Your output should be the entries below, from the first line up to and including the line with "be plain old", reproduced exactly and with no other lines.

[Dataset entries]
▼▼▼

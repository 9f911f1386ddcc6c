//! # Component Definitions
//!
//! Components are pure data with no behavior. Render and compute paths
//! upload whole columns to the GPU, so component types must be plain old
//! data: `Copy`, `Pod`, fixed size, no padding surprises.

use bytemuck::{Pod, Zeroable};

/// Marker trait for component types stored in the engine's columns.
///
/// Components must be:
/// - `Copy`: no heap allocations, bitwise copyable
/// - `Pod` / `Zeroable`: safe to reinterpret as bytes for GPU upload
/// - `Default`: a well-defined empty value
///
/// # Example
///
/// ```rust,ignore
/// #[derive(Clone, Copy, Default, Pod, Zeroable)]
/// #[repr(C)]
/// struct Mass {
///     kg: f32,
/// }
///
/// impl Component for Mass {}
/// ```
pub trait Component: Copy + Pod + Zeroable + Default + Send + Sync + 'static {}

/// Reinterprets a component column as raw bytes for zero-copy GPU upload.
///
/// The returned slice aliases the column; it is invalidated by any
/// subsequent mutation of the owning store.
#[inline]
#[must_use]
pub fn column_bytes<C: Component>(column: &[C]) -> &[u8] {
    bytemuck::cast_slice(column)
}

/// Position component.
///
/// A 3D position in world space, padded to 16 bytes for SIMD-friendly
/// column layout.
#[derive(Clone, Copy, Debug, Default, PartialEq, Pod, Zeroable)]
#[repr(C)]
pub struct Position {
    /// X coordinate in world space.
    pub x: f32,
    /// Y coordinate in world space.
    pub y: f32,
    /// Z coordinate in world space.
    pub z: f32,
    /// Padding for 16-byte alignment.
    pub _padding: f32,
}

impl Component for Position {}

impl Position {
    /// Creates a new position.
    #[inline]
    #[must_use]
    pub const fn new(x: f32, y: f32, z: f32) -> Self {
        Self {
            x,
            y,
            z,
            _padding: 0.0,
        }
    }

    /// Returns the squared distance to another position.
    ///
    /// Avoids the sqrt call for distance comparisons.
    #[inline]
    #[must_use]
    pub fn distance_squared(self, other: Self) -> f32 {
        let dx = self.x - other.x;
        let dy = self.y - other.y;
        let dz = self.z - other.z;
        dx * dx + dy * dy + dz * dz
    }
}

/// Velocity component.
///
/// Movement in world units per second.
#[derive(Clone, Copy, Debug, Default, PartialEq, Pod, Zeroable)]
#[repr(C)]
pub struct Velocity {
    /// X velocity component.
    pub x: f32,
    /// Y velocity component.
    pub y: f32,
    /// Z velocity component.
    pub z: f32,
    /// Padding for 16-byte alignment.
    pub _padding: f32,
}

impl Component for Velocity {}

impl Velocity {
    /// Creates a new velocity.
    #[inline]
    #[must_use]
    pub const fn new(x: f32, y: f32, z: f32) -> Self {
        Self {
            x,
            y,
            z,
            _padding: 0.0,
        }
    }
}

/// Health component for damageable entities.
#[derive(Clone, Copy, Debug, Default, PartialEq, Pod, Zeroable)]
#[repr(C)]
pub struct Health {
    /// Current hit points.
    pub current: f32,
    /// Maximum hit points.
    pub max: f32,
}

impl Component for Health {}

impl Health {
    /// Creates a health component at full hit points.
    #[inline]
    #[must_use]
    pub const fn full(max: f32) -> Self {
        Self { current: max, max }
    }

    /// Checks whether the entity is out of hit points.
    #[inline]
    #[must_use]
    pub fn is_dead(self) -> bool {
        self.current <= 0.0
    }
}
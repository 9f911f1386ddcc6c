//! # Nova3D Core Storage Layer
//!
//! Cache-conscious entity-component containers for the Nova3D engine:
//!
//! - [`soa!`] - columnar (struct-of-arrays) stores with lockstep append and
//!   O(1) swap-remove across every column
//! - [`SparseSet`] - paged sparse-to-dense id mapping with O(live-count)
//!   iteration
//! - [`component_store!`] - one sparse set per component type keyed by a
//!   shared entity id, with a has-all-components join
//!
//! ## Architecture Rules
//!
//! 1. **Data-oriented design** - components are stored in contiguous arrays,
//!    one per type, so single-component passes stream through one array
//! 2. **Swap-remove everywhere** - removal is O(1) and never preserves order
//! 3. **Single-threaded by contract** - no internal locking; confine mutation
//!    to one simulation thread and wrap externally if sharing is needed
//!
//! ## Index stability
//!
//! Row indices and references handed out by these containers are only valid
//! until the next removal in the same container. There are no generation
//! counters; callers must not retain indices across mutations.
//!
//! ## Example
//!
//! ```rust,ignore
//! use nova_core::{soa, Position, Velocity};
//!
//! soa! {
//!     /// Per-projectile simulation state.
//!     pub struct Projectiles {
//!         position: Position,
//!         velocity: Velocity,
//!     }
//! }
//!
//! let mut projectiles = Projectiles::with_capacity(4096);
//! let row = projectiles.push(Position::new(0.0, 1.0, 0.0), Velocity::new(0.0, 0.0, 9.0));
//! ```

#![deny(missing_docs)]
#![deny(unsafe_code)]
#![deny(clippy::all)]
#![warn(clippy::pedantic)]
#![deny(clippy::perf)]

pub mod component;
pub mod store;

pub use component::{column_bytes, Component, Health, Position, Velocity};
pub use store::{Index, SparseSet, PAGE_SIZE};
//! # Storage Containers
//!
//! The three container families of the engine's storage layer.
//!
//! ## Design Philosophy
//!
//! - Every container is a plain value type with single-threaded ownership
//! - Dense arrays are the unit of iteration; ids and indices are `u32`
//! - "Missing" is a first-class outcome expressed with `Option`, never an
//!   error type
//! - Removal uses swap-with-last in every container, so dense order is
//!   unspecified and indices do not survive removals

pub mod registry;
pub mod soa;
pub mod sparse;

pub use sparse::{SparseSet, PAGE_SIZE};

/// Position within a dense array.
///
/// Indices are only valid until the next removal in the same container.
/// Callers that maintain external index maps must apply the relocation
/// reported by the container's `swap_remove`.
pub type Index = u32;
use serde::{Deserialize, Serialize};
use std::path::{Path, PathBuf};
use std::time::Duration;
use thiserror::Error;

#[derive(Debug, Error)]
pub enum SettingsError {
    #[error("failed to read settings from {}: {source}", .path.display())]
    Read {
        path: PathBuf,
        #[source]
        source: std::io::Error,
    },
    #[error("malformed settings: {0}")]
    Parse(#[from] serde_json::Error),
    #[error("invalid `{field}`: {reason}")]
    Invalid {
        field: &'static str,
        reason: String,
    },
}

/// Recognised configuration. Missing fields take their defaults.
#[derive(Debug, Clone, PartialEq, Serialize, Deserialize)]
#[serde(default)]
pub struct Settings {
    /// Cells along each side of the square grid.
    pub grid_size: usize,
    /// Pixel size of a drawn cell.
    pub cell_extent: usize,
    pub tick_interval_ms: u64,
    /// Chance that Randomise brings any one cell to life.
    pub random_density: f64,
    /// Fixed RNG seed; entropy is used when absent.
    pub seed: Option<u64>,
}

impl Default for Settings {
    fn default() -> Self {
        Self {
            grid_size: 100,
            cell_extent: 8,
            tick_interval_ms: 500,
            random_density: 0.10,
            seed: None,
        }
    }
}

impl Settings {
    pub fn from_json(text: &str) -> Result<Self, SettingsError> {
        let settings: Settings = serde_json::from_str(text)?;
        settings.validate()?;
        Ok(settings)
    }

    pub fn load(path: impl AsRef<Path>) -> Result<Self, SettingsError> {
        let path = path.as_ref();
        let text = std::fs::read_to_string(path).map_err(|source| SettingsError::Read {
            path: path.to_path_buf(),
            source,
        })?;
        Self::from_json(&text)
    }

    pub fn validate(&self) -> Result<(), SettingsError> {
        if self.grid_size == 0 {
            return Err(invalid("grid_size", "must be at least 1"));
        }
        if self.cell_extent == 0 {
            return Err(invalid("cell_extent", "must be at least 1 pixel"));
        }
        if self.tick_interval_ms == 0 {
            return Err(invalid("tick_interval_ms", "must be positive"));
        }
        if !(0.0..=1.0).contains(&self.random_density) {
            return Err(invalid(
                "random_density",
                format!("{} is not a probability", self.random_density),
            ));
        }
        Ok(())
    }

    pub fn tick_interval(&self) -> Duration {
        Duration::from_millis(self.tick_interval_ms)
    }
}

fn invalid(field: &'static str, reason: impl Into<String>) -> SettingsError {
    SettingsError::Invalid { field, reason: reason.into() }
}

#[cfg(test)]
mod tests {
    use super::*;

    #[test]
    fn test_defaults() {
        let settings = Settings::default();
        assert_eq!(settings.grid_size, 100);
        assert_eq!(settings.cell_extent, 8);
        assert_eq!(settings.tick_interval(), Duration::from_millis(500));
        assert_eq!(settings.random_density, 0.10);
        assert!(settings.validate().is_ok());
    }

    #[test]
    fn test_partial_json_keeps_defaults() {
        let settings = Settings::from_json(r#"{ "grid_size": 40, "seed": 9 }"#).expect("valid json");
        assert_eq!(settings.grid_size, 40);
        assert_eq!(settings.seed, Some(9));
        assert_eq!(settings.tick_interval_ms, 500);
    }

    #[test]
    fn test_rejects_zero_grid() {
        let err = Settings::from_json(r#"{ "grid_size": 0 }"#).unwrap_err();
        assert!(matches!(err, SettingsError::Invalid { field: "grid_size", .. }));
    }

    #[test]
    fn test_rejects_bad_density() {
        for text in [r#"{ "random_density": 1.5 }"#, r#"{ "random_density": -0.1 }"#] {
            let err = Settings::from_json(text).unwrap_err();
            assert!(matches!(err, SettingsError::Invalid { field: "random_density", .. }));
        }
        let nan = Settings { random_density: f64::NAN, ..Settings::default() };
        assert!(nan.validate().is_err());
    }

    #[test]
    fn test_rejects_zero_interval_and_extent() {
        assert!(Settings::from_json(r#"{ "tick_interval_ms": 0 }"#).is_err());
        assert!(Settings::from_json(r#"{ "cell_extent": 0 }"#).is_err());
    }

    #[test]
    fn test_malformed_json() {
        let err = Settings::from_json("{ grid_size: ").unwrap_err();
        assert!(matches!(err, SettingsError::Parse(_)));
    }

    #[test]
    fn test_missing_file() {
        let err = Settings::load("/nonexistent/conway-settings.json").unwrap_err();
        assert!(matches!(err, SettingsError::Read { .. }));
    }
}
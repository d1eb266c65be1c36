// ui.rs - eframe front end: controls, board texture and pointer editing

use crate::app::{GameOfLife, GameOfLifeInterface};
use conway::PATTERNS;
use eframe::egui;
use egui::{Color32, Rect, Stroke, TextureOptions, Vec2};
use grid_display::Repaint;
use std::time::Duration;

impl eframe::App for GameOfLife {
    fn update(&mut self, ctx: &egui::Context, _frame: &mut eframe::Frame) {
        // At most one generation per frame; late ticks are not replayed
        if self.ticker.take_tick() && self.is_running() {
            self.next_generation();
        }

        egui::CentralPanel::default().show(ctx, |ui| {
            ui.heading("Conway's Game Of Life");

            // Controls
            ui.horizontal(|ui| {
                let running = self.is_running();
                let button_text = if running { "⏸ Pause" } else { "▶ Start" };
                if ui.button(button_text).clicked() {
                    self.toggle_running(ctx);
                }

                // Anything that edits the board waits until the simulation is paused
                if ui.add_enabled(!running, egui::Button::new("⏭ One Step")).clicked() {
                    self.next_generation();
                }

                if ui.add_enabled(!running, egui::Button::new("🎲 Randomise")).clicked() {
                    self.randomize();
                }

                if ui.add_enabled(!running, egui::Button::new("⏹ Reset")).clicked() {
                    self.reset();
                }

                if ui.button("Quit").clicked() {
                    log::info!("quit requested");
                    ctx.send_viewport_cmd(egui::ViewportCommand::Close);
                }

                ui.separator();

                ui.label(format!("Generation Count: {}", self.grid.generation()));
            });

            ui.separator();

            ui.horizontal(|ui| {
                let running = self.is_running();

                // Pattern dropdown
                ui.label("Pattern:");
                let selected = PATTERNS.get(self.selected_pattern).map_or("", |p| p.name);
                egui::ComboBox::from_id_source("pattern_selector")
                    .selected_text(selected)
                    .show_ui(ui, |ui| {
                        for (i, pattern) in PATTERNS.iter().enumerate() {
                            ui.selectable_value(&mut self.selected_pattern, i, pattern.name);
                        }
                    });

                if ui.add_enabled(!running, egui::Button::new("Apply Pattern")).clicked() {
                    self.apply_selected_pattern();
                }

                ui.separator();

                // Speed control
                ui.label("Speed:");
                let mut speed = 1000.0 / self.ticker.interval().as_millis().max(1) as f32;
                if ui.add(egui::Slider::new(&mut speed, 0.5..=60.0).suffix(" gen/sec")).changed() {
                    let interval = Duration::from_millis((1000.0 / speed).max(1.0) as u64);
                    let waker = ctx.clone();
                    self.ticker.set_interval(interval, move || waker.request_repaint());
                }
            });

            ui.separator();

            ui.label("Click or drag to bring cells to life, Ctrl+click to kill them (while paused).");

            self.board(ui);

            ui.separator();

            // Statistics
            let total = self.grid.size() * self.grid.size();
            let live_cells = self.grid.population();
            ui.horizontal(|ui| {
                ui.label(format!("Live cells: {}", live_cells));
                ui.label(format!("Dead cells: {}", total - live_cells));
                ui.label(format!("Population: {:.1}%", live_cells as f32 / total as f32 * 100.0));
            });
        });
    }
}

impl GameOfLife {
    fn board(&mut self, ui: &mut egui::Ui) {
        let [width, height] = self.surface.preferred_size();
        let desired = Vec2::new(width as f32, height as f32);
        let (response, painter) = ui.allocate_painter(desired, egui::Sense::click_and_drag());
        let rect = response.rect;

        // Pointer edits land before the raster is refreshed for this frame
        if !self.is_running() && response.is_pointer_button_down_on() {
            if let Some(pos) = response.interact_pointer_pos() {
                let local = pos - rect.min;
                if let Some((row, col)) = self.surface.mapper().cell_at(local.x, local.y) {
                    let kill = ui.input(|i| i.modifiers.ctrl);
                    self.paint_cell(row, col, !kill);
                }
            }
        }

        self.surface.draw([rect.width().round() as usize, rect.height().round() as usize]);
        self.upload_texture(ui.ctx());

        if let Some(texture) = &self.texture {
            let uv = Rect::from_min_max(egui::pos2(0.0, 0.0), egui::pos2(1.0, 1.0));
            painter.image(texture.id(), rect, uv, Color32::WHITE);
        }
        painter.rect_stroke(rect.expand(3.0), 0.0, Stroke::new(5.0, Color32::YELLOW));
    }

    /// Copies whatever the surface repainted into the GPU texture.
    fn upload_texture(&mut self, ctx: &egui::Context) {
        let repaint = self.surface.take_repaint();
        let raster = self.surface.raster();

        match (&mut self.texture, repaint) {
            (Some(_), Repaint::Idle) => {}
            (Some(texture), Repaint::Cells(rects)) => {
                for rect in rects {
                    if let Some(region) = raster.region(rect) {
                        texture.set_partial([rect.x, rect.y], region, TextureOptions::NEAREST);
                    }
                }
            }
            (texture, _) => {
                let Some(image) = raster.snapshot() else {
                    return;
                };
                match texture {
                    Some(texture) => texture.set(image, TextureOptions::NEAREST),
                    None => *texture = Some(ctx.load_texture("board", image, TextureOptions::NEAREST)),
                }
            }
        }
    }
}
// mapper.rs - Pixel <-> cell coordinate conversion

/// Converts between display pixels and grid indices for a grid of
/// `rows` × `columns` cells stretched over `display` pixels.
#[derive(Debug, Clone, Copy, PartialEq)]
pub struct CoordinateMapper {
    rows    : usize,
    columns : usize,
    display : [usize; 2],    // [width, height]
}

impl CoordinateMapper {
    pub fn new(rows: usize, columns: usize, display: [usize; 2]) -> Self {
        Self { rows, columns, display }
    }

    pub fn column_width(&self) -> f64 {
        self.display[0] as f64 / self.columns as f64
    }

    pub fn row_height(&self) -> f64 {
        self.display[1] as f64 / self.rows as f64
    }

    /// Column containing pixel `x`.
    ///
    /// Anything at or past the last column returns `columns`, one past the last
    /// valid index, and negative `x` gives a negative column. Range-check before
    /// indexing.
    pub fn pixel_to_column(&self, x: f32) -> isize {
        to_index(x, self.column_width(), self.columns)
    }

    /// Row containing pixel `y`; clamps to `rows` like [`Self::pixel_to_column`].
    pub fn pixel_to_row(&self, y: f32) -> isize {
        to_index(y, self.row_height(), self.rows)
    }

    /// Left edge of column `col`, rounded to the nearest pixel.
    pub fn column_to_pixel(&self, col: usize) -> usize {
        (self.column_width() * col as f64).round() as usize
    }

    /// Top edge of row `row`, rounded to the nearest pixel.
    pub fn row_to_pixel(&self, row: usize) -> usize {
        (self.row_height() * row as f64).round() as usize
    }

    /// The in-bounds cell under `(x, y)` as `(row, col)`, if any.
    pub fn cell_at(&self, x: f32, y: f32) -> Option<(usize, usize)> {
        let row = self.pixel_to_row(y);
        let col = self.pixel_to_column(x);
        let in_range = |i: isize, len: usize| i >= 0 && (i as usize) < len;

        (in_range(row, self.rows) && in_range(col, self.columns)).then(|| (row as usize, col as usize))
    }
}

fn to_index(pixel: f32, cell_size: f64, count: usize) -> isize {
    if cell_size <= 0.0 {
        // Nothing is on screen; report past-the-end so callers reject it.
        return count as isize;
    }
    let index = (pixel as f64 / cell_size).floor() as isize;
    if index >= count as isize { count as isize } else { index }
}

▲▲▲

--- Output below ---
repository 9f911f1386ddcc6c
//! # Component Definitions
//!
//! Components are pure data with no behavior. Render and compute paths
//! upload whole columns to the GPU, so component types must be plain old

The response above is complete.